Look, she says. This can’t go on forever.
What do you mean? you say.
This is getting ridiculous, she says.
You look down at the model train engine in your hands, grimed with your sweaty fingerprints and three hours of meticulous labor.
I don’t think it’s ridiculous, you mumble.
She puts one hand on a scrawny hip and glances past you into your workroom. Her glance is quick, calculating; her eyes flash, ruthless and unfeeling as a scalpel. Her mouth twists unattractively and
That’s when you know you’ve really gone off the deep end, she says.
Over your shoulder, you glance guiltily into your haven of mechanized, regulated, tightly controlled and perfectly timed sanity. You shift your weight uncomfortably.
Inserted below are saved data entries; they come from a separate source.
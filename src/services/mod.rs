// Service exports
pub mod openai;
pub mod sheets;

pub use openai::{OpenAiClient, OpenAiError};
pub use sheets::{SheetsClient, SheetsError};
It’s perfect, you whisper.
What’s that? she snaps.
Nothing, you say.
A tense silence stretches out between you, like a clothesline sagging under the weight of dirty laundry. Resentments, half-muttered fears and slow-forming hatreds, dozens of pregnant silences just like this. It’s the story of your marriage, this silence, and like your marriage, neither of you wants to be the first to break it.
From over your shoulder, a single, perfectly timed engine clicks and whistles and chugs into life.
This can’t go on forever, she says.
I know, you say. Then you step into your workroom and quietly close the door.